The action of the anti-epileptic drug, carbamazepine, was studied on the cholinergic tetrad (acetylcholine, choline, choline o-acetyltransferase and cholinesterase) in rat brain areas. The drug increased striatal acetylcholine starting at an intraperitoneal dose of 15 mg/kg. The maximal increase in striatal acetylcholine of 66% was produced at 25 mg/kg and the effect persisted for at least 120 min. This action was selective for the striatum, there being no effect in other brain regions encompassing the mesencephalon, diencephalon, cerebellum and hippocampus.
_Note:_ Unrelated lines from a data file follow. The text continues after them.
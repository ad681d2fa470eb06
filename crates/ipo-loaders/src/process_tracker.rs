/*
 *
 *
 *
 *
 * MIT License
 * Copyright (c) 2025. Dwight J. Browne
 * dwight[-at-]dwightjbrowne[-dot-]com
 *
 *
 * Permission is hereby granted, free of charge, to any person obtaining a copy
 * of this software and associated documentation files (the "Software"), to deal
 * in the Software without restriction, including without limitation the rights
 * to use, copy, modify, merge, publish, distribute, sublicense, and/or sell
 * copies of the Software, and to permit persons to whom the Software is
 * furnished to do so, subject to the following conditions:
 *
 * The above copyright notice and this permission notice shall be included in all
 * copies or substantial portions of the Software.
 *
 * THE SOFTWARE IS PROVIDED "AS IS", WITHOUT WARRANTY OF ANY KIND, EXPRESS OR
 * IMPLIED, INCLUDING BUT NOT LIMITED TO THE WARRANTIES OF MERCHANTABILITY,
 * FITNESS FOR A PARTICULAR PURPOSE AND NONINFRINGEMENT. IN NO EVENT SHALL THE
 * AUTHORS OR COPYRIGHT HOLDERS BE LIABLE FOR ANY CLAIM, DAMAGES OR OTHER
 * LIABILITY, WHETHER IN AN ACTION OF CONTRACT, TORT OR OTHERWISE, ARISING FROM,
 * OUT OF OR IN CONNECTION WITH THE SOFTWARE OR THE USE OR OTHER DEALINGS IN THE
 * SOFTWARE.
 */

//! Process tracking for monitoring pipeline stages
//! This version uses in-memory tracking instead of database

use crate::{LoaderError, LoaderResult};
use chrono::{DateTime, Utc};
use std::sync::{Arc, Mutex, MutexGuard};

#[derive(Debug, Clone, PartialEq)]
pub enum ProcessState {
  Running,
  Success,
  Failed,
  CompletedWithErrors,
}

#[derive(Debug, Clone)]
pub struct ProcessInfo {
  pub process_name: String,
  pub start_time: DateTime<Utc>,
  pub end_time: Option<DateTime<Utc>>,
  pub state: ProcessState,
  pub error_message: Option<String>,
  pub records_processed: Option<usize>,
}

/// In-memory process tracker
///
/// Cloning shares the underlying record list, so one tracker can be handed
/// to stages running on different threads.
#[derive(Clone, Default)]
pub struct ProcessTracker {
  processes: Arc<Mutex<Vec<ProcessInfo>>>,
}

impl ProcessTracker {
  pub fn new() -> Self {
    Self { processes: Arc::new(Mutex::new(Vec::new())) }
  }

  fn lock(&self) -> LoaderResult<MutexGuard<'_, Vec<ProcessInfo>>> {
    self.processes.lock().map_err(|e| LoaderError::ProcessTrackingError(e.to_string()))
  }

  /// Record the start of a process and return its id
  pub fn start(&self, process_name: &str) -> LoaderResult<usize> {
    let mut processes = self.lock()?;
    processes.push(ProcessInfo {
      process_name: process_name.to_string(),
      start_time: Utc::now(),
      end_time: None,
      state: ProcessState::Running,
      error_message: None,
      records_processed: None,
    });
    Ok(processes.len() - 1)
  }

  pub fn complete(&self, id: usize, state: ProcessState, records: Option<usize>) -> LoaderResult<()> {
    let mut processes = self.lock()?;
    let process = processes
      .get_mut(id)
      .ok_or_else(|| LoaderError::ProcessTrackingError(format!("Unknown process id {}", id)))?;
    process.state = state;
    process.end_time = Some(Utc::now());
    process.records_processed = records;
    Ok(())
  }

  pub fn fail(&self, id: usize, error: &LoaderError) -> LoaderResult<()> {
    let mut processes = self.lock()?;
    if let Some(process) = processes.get_mut(id) {
      process.state = ProcessState::Failed;
      process.end_time = Some(Utc::now());
      process.error_message = Some(error.to_string());
    }
    Ok(())
  }

  pub fn get_all(&self) -> LoaderResult<Vec<ProcessInfo>> {
    Ok(self.lock()?.clone())
  }
}
/*
 *
 *
 *
 *
 * MIT License
 * Copyright (c) 2025. Dwight J. Browne
 * dwight[-at-]dwightjbrowne[-dot-]com
 *
 *
 * Permission is hereby granted, free of charge, to any person obtaining a copy
 * of this software and associated documentation files (the "Software"), to deal
 * in the Software without restriction, including without limitation the rights
 * to use, copy, modify, merge, publish, distribute, sublicense, and/or sell
 * copies of the Software, and to permit persons to whom the Software is
 * furnished to do so, subject to the following conditions:
 *
 * The above copyright notice and this permission notice shall be included in all
 * copies or substantial portions of the Software.
 *
 * THE SOFTWARE IS PROVIDED "AS IS", WITHOUT WARRANTY OF ANY KIND, EXPRESS OR
 * IMPLIED, INCLUDING BUT NOT LIMITED TO THE WARRANTIES OF MERCHANTABILITY,
 * FITNESS FOR A PARTICULAR PURPOSE AND NONINFRINGEMENT. IN NO EVENT SHALL THE
 * AUTHORS OR COPYRIGHT HOLDERS BE LIABLE FOR ANY CLAIM, DAMAGES OR OTHER
 * LIABILITY, WHETHER IN AN ACTION OF CONTRACT, TORT OR OTHERWISE, ARISING FROM,
 * OUT OF OR IN CONNECTION WITH THE SOFTWARE OR THE USE OR OTHER DEALINGS IN THE
 * SOFTWARE.
 */

//! Corpus scanner: finds the article files that mention a keyword.
//!
//! Every file under the root is a candidate. Files that cannot be read or
//! are not a single JSON object are skipped with a warning; a missing root
//! yields an empty result.

use crate::{DataLoader, LoaderContext, LoaderError, LoaderResult};
use ipo_core::SamplingMode;
use ipo_models::Article;
use rand::rngs::StdRng;
use rand::seq::SliceRandom;
use rand::SeedableRng;
use std::collections::{BTreeMap, BTreeSet};
use std::fs;
use std::path::{Path, PathBuf};
use tracing::{debug, info, warn};
use walkdir::WalkDir;

const SKIP_UNREADABLE_MSG: &str = "Skipping unreadable article file";

/// Input for the corpus scanner
#[derive(Debug, Clone)]
pub struct ScanInput {
  /// Case-sensitive substring searched for
  pub keyword: String,
}

/// Output from the corpus scanner
#[derive(Debug, Default)]
pub struct ScanOutput {
  /// Matching files in path order
  pub matches: BTreeSet<PathBuf>,
  pub files_scanned: usize,
  pub files_skipped: usize,
}

/// Matching articles, parsed
#[derive(Debug, Default)]
pub struct ArticleScan {
  /// Matching articles in path order
  pub articles: Vec<Article>,
  pub files_scanned: usize,
  pub files_skipped: usize,
}

pub struct CorpusScanner {
  root: PathBuf,
}

impl CorpusScanner {
  pub fn new(root: impl Into<PathBuf>) -> Self {
    Self { root: root.into() }
  }

  /// Every candidate file under the root, after sampling, in path order.
  ///
  /// With [`SamplingMode::Fraction`] each directory contributes
  /// `floor(files * ratio)` randomly chosen files of its own.
  pub fn candidate_files(&self, sampling: &SamplingMode) -> Vec<PathBuf> {
    if !self.root.exists() {
      warn!(root = %self.root.display(), "Corpus directory does not exist, nothing to scan");
      return Vec::new();
    }

    let mut by_directory: BTreeMap<PathBuf, Vec<PathBuf>> = BTreeMap::new();
    for entry in WalkDir::new(&self.root).follow_links(true).sort_by_file_name() {
      match entry {
        Ok(entry) if entry.file_type().is_file() => {
          let path = entry.into_path();
          let parent = path.parent().map(Path::to_path_buf).unwrap_or_default();
          by_directory.entry(parent).or_default().push(path);
        }
        Ok(_) => {}
        Err(e) => warn!(error = %e, "Skipping unreadable corpus entry"),
      }
    }

    let mut candidates = match sampling {
      SamplingMode::Full => by_directory.into_values().flatten().collect::<Vec<_>>(),
      SamplingMode::Fraction { seed, .. } => {
        let mut rng = match seed {
          Some(seed) => StdRng::seed_from_u64(*seed),
          None => StdRng::from_os_rng(),
        };
        let mut sampled = Vec::new();
        for (_, mut files) in by_directory {
          let keep = sampling.sample_size(files.len());
          files.shuffle(&mut rng);
          files.truncate(keep);
          sampled.extend(files);
        }
        sampled
      }
    };
    candidates.sort();
    candidates
  }

  /// Read and parse one article file.
  ///
  /// Bytes that are not valid UTF-8 are decoded as Latin-1.
  pub fn read_article(path: &Path) -> LoaderResult<Article> {
    let bytes = fs::read(path).map_err(|e| LoaderError::IoError(format!("{}: {}", path.display(), e)))?;
    let raw = decode_text(bytes);
    let raw = raw.strip_prefix('\u{feff}').unwrap_or(&raw);
    Ok(Article::from_json(path, raw)?)
  }

  /// Parse every candidate and keep the articles that mention `keyword`.
  pub fn scan_articles(&self, context: &LoaderContext, keyword: &str) -> LoaderResult<ArticleScan> {
    if keyword.is_empty() {
      return Err(LoaderError::InvalidData("Scan keyword must not be empty".to_string()));
    }

    let candidates = self.candidate_files(&context.config.sampling);
    debug!(
      "Scanning {} candidate files under {} for {:?} ({})",
      candidates.len(),
      self.root.display(),
      keyword,
      context.config.scan_mode
    );

    let progress = context.progress_bar(candidates.len() as u64, keyword);

    let mut scan = ArticleScan { files_scanned: candidates.len(), ..ArticleScan::default() };
    for path in &candidates {
      match Self::read_article(path) {
        Ok(article) => {
          if article.mentions(keyword, context.config.scan_mode) {
            scan.articles.push(article);
          }
        }
        Err(e) => {
          warn!(path = %path.display(), error = %e, "{}", SKIP_UNREADABLE_MSG);
          scan.files_skipped += 1;
        }
      }
      if let Some(pb) = &progress {
        pb.inc(1);
      }
    }

    if let Some(pb) = progress {
      pb.finish_and_clear();
    }

    info!(
      "{:?}: {} of {} files match ({} skipped)",
      keyword,
      scan.articles.len(),
      scan.files_scanned,
      scan.files_skipped
    );
    Ok(scan)
  }

  /// Paths of the files that mention `keyword`
  pub fn scan(&self, context: &LoaderContext, keyword: &str) -> LoaderResult<BTreeSet<PathBuf>> {
    Ok(self.load(context, ScanInput { keyword: keyword.to_string() })?.matches)
  }
}

impl DataLoader for CorpusScanner {
  type Input = ScanInput;
  type Output = ScanOutput;

  fn load(&self, context: &LoaderContext, input: Self::Input) -> LoaderResult<Self::Output> {
    let scan = self.scan_articles(context, &input.keyword)?;
    Ok(ScanOutput {
      matches: scan.articles.into_iter().map(|a| a.source).collect(),
      files_scanned: scan.files_scanned,
      files_skipped: scan.files_skipped,
    })
  }

  fn name(&self) -> &'static str {
    "corpus_scanner"
  }
}

/// UTF-8 when valid, otherwise Latin-1
fn decode_text(bytes: Vec<u8>) -> String {
  match String::from_utf8(bytes) {
    Ok(text) => text,
    Err(e) => e.into_bytes().iter().map(|&b| b as char).collect(),
  }
}

#[cfg(test)]
mod tests {
  use super::*;
  use crate::LoaderConfig;
  use ipo_core::test_utils::write_fixture;
  use ipo_core::ScanMode;
  use tempfile::TempDir;

  fn context(scan_mode: ScanMode) -> LoaderContext {
    LoaderContext::new(LoaderConfig { scan_mode, show_progress: false, ..LoaderConfig::default() })
  }

  fn fixture() -> TempDir {
    let dir = TempDir::new().unwrap();
    write_fixture(dir.path(), "a/file_0.json", r#"{"title":"IPO is in the title","content":"Random content"}"#);
    write_fixture(dir.path(), "a/file_1.json", r#"{"title":"Title without the word","content":"Random content"}"#);
    write_fixture(dir.path(), "b/c/file_2.json", r#"{"title":"Another title with IPO","content":"x"}"#);
    write_fixture(dir.path(), "b/file_3.json", r#"{"title":"Quiet day","content":"An IPO is coming"}"#);
    write_fixture(dir.path(), "b/broken.json", r#"{"title": "IPO"#);
    write_fixture(dir.path(), "b/list.json", r#"["IPO"]"#);
    dir
  }

  #[test]
  fn test_title_mode_matches_title_only() {
    let dir = fixture();
    let scanner = CorpusScanner::new(dir.path());
    let output = scanner.load(&context(ScanMode::Title), ScanInput { keyword: "IPO".to_string() }).unwrap();

    let expected: BTreeSet<PathBuf> =
      [dir.path().join("a/file_0.json"), dir.path().join("b/c/file_2.json")].into_iter().collect();
    assert_eq!(output.matches, expected);
    assert_eq!(output.files_scanned, 6);
    assert_eq!(output.files_skipped, 2);
  }

  #[test]
  fn test_title_or_content_mode_also_matches_content() {
    let dir = fixture();
    let scanner = CorpusScanner::new(dir.path());
    let matches = scanner.scan(&context(ScanMode::TitleOrContent), "IPO").unwrap();
    assert_eq!(matches.len(), 3);
    assert!(matches.contains(&dir.path().join("b/file_3.json")));
  }

  #[test]
  fn test_matching_is_case_sensitive_substring() {
    let dir = fixture();
    let scanner = CorpusScanner::new(dir.path());
    assert!(scanner.scan(&context(ScanMode::Title), "ipo").unwrap().is_empty());
    // part of a longer word still counts
    assert_eq!(scanner.scan(&context(ScanMode::Title), "itl").unwrap().len(), 3);
  }

  #[test]
  fn test_missing_root_is_empty() {
    let scanner = CorpusScanner::new("/definitely/not/here");
    assert!(scanner.scan(&context(ScanMode::Title), "IPO").unwrap().is_empty());
  }

  #[test]
  fn test_empty_keyword_rejected() {
    let dir = fixture();
    let scanner = CorpusScanner::new(dir.path());
    let err = scanner.load(&context(ScanMode::Title), ScanInput { keyword: String::new() }).unwrap_err();
    assert!(matches!(err, LoaderError::InvalidData(_)));
  }

  #[test]
  fn test_scan_articles_rejects_empty_keyword() {
    let dir = fixture();
    let scanner = CorpusScanner::new(dir.path());
    let err = scanner.scan_articles(&context(ScanMode::TitleOrContent), "").unwrap_err();
    assert!(matches!(err, LoaderError::InvalidData(_)));
  }

  #[test]
  fn test_latin1_file_is_decoded() {
    let dir = TempDir::new().unwrap();
    let mut bytes = br#"{"title":"Caf"#.to_vec();
    bytes.push(0xE9);
    bytes.extend_from_slice(br#" Acme IPO"}"#);
    fs::write(dir.path().join("latin1.json"), bytes).unwrap();

    let article = CorpusScanner::read_article(&dir.path().join("latin1.json")).unwrap();
    assert_eq!(article.title.as_deref(), Some("Caf\u{e9} Acme IPO"));
  }

  #[test]
  fn test_byte_order_mark_is_ignored() {
    let dir = TempDir::new().unwrap();
    let path = write_fixture(dir.path(), "bom.json", "\u{feff}{\"title\":\"Acme\"}");
    assert!(CorpusScanner::read_article(&path).is_ok());
  }

  #[test]
  fn test_fraction_sampling_per_directory() {
    let dir = TempDir::new().unwrap();
    for i in 0..20 {
      write_fixture(dir.path(), &format!("x/{:02}.json", i), r#"{"title":"t"}"#);
    }
    for i in 0..9 {
      write_fixture(dir.path(), &format!("y/{:02}.json", i), r#"{"title":"t"}"#);
    }
    let scanner = CorpusScanner::new(dir.path());
    let sampling = SamplingMode::fraction(0.1, Some(7)).unwrap();

    let sample = scanner.candidate_files(&sampling);
    // 20 files -> 2, 9 files -> 0
    assert_eq!(sample.len(), 2);
    assert!(sample.iter().all(|p| p.starts_with(dir.path().join("x"))));
    assert_eq!(sample, scanner.candidate_files(&sampling), "seeded sample is reproducible");
    assert_eq!(scanner.candidate_files(&SamplingMode::Full).len(), 29);
  }
}
use anyhow::{Context, Result};
use ipo_core::Config as CoreConfig;
use ipo_loaders::{LoaderConfig, LoaderContext, ProcessTracker};
use std::env;

#[derive(Debug, Clone)]
pub struct Config {
  pub pipeline: CoreConfig,
  pub show_progress: bool,
}

impl Config {
  pub fn from_env() -> Result<Self> {
    let pipeline = CoreConfig::from_env().context("Invalid IPO_* environment configuration")?;

    let show_progress = env::var("IPO_NO_PROGRESS").is_err();

    Ok(Self { pipeline, show_progress })
  }

  /// Stage context with a fresh process tracker
  pub fn loader_context(&self) -> LoaderContext {
    let loader_config = LoaderConfig { show_progress: self.show_progress, ..LoaderConfig::from(&self.pipeline) };
    LoaderContext::new(loader_config).with_process_tracker(ProcessTracker::new())
  }
}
The hemispheric residuum (after removal of the striatum and hippocampus) showed a 45% increase in acetylcholine but only at the highest dose used, 50 mg/kg. The choline level was decreased markedly in both the striatum and hemispheric residuum by carbamazepine at a dose of 25 mg/kg. Neither carbamazepine nor its metabolite, carbamazepine-10,11-epoxide affected striatal choline o-acetyltransferase or cholinesterase after in vitro incubation. The increase in striatal acetylcholine by carbamazepine was not mediated through the dopaminergic system, since pretreatment with pimozide, a powerful dopaminergic antagonist, did not prevent the effect. No tolerance to the action of carbamazepine on striatal acetylcholine was produced after chronic treatment with 25 mg/kg twice per day for 6 days.